I was told that you had to remove the dash and the support bar for the dash in order to remove the carpet from a 240sx. Is this true? The carpet in mine stinks, not to mention it's the tan interior. I have black molded carpet already, and I was just wondering if this is true.


----------



## Jordy240 (Jul 18, 2005)

yes it is. If you pull out the ashtray, you can see that the carpet continues all the way under and around the dasy and ceneter conole. However the bolts are easy to reach and remove. A swivel head ratchet works the best.


----------



## Jordy240 (Jul 18, 2005)

Man I gota reread my posts before clicking sumbit!. I mean Dash* and Center Console* Sorry guys


----------



## DaCheat (Nov 4, 2004)

zellx2004 said:


> I was told that you had to remove the dash and the support bar for the dash in order to remove the carpet from a 240sx. Is this true? The carpet in mine stinks, not to mention it's the tan interior. I have black molded carpet already, and I was just wondering if this is true.

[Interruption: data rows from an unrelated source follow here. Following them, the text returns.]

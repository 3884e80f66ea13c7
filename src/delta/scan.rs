//! Single-pass scan of the local file for target blocks
//!
//! The file is read in large chunks. The bytes of the current window that have
//! not been consumed yet are carried to the front of the buffer before the next
//! chunk is read, so every window, including ones that straddle two reads, is
//! contiguous when its strong checksum is computed.

use super::{BlockHashIndex, BlockMap};
use crate::cancel::CancelFlag;
use crate::checksum::rolling::{truncate_weak, RollingChecksum};
use crate::checksum::strong::block_sum;
use crate::error::{Error, Result};
use crate::progress::{ProgressSink, NO_PROGRESS};
use crate::recipe::Recipe;
use std::io::{self, Read};

/// Default read size for the scan (1 MiB)
pub const DEFAULT_CHUNK_SIZE: usize = 1024 * 1024;

/// Counters from one scan
#[derive(Debug, Clone, Copy, Default, PartialEq, Eq)]
pub struct ScanStats {
    /// Bytes of local data read
    pub bytes_scanned: u64,
    /// Windows whose weak sum hit the index
    pub weak_hits: u64,
    /// Weak hits that failed strong confirmation
    pub false_alarms: u64,
    /// Confirmed block matches
    pub matches: u64,
}

/// Read buffer holding the current window plus read-ahead
struct WindowBuffer<R> {
    reader: R,
    buf: Vec<u8>,
    /// Index of the current window's first byte
    start: usize,
    /// End of valid (read or zero-padded) data
    end: usize,
    eof: bool,
    bytes_read: u64,
}

impl<R: Read> WindowBuffer<R> {
    fn new(reader: R, chunk_size: usize, block_size: usize) -> Self {
        Self {
            reader,
            buf: vec![0u8; chunk_size + block_size + 1],
            start: 0,
            end: 0,
            eof: false,
            bytes_read: 0,
        }
    }

    /// Make `need` bytes available from the window start, reading the next
    /// chunk if required. Bytes past the end of the file read as zero.
    /// Returns true if a read happened.
    fn ensure(&mut self, need: usize) -> io::Result<bool> {
        if self.start + need <= self.end {
            return Ok(false);
        }

        // Carry the unconsumed tail to the front of the buffer
        self.buf.copy_within(self.start..self.end, 0);
        self.end -= self.start;
        self.start = 0;

        let mut refilled = false;
        while self.end < need {
            if self.eof {
                self.buf[self.end..need].fill(0);
                self.end = need;
                break;
            }
            match self.reader.read(&mut self.buf[self.end..]) {
                Ok(0) => self.eof = true,
                Ok(n) => {
                    self.end += n;
                    self.bytes_read += n as u64;
                    refilled = true;
                }
                Err(e) if e.kind() == io::ErrorKind::Interrupted => continue,
                Err(e) => return Err(e),
            }
        }
        Ok(refilled)
    }

    #[inline]
    fn window(&self, len: usize) -> &[u8] {
        &self.buf[self.start..self.start + len]
    }

    #[inline]
    fn byte(&self, offset: usize) -> u8 {
        self.buf[self.start + offset]
    }

    #[inline]
    fn advance(&mut self, n: usize) {
        self.start += n;
        debug_assert!(self.start <= self.end);
    }
}

/// Streams a local file once and records which target blocks it contains
pub struct LocalScanner<'a> {
    block_size: usize,
    weak_width: usize,
    strong_width: usize,
    chunk_size: usize,
    progress: &'a dyn ProgressSink,
    cancel: CancelFlag,
}

impl<'a> LocalScanner<'a> {
    /// Create a scanner using the recipe's block geometry and checksum widths
    pub fn new(recipe: &Recipe) -> Self {
        Self {
            block_size: recipe.block_size,
            weak_width: recipe.weak_width,
            strong_width: recipe.strong_width,
            chunk_size: DEFAULT_CHUNK_SIZE.max(recipe.block_size),
            progress: &NO_PROGRESS,
            cancel: CancelFlag::new(),
        }
    }

    /// Set the read size; never smaller than one block
    pub fn chunk_size(mut self, chunk_size: usize) -> Self {
        self.chunk_size = chunk_size.max(self.block_size);
        self
    }

    /// Report scanned bytes to `progress`
    pub fn progress(mut self, progress: &'a dyn ProgressSink) -> Self {
        self.progress = progress;
        self
    }

    /// Stop between chunks once `cancel` is set
    pub fn cancel(mut self, cancel: CancelFlag) -> Self {
        self.cancel = cancel;
        self
    }

    /// Scan `local_len` bytes of `reader`, consuming matched records from
    /// `index` and marking them found in `map`.
    pub fn scan<R: Read>(
        &self,
        reader: R,
        local_len: u64,
        index: &mut BlockHashIndex,
        map: &mut BlockMap,
    ) -> Result<ScanStats> {
        let mut stats = ScanStats::default();
        let bs = self.block_size;
        if bs == 0 {
            return Err(Error::recipe("block size must be non-zero"));
        }
        if local_len == 0 || index.is_empty() {
            return Ok(stats);
        }
        self.cancel.check()?;

        tracing::debug!(
            local_size = local_len,
            block_size = bs,
            chunk_size = self.chunk_size,
            blocks = index.remaining(),
            "Starting local scan"
        );
        self.progress.start("scan", local_len);

        let mut window = WindowBuffer::new(reader.take(local_len), self.chunk_size, bs);
        window
            .ensure(bs)
            .map_err(|e| Error::io("reading local file", e))?;
        let mut rolling = RollingChecksum::new(window.window(bs));
        let mut pos: u64 = 0;

        loop {
            let weak = truncate_weak(rolling.value(), self.weak_width);
            let mut step = 1usize;

            if index.probe(weak) {
                stats.weak_hits += 1;
                let strong = block_sum(window.window(bs), self.strong_width);
                if let Some(record) = index.confirm(weak, &strong) {
                    map.set_found(record.sequence_index, pos)?;
                    stats.matches += 1;
                    tracing::trace!(block = record.sequence_index, offset = pos, "Block matched");
                    if index.is_empty() {
                        break;
                    }
                    // The matched region is not searched again
                    step = bs;
                } else {
                    stats.false_alarms += 1;
                }
            }

            if pos + step as u64 >= local_len {
                break;
            }

            let refilled = if step == 1 {
                let refilled = window
                    .ensure(bs + 1)
                    .map_err(|e| Error::io("reading local file", e))?;
                rolling.roll(window.byte(0), window.byte(bs));
                window.advance(1);
                refilled
            } else {
                let refilled = window
                    .ensure(step + bs)
                    .map_err(|e| Error::io("reading local file", e))?;
                window.advance(step);
                rolling = RollingChecksum::new(window.window(bs));
                refilled
            };
            pos += step as u64;

            if refilled {
                self.progress.update(window.bytes_read);
                self.cancel.check()?;
            }
        }

        stats.bytes_scanned = window.bytes_read;
        self.progress.finish();

        tracing::debug!(
            matches = stats.matches,
            weak_hits = stats.weak_hits,
            false_alarms = stats.false_alarms,
            "Local scan complete"
        );

        Ok(stats)
    }
}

Yeah, Ditto That, the Carpet goes right underneath the center of the dash, under the stereo and accessories prolly right up to the firewall, never reavlly checked, shouldn't be that hard to get it out, there are a couple bolts holding it to the tranny tunnel under the dash and under the center console.


----------



## Nismo14-180 (Mar 31, 2004)

It stops on the firewall, their is some plastic(?) sound deadener behind the carpet. Be careful not to break it.


----------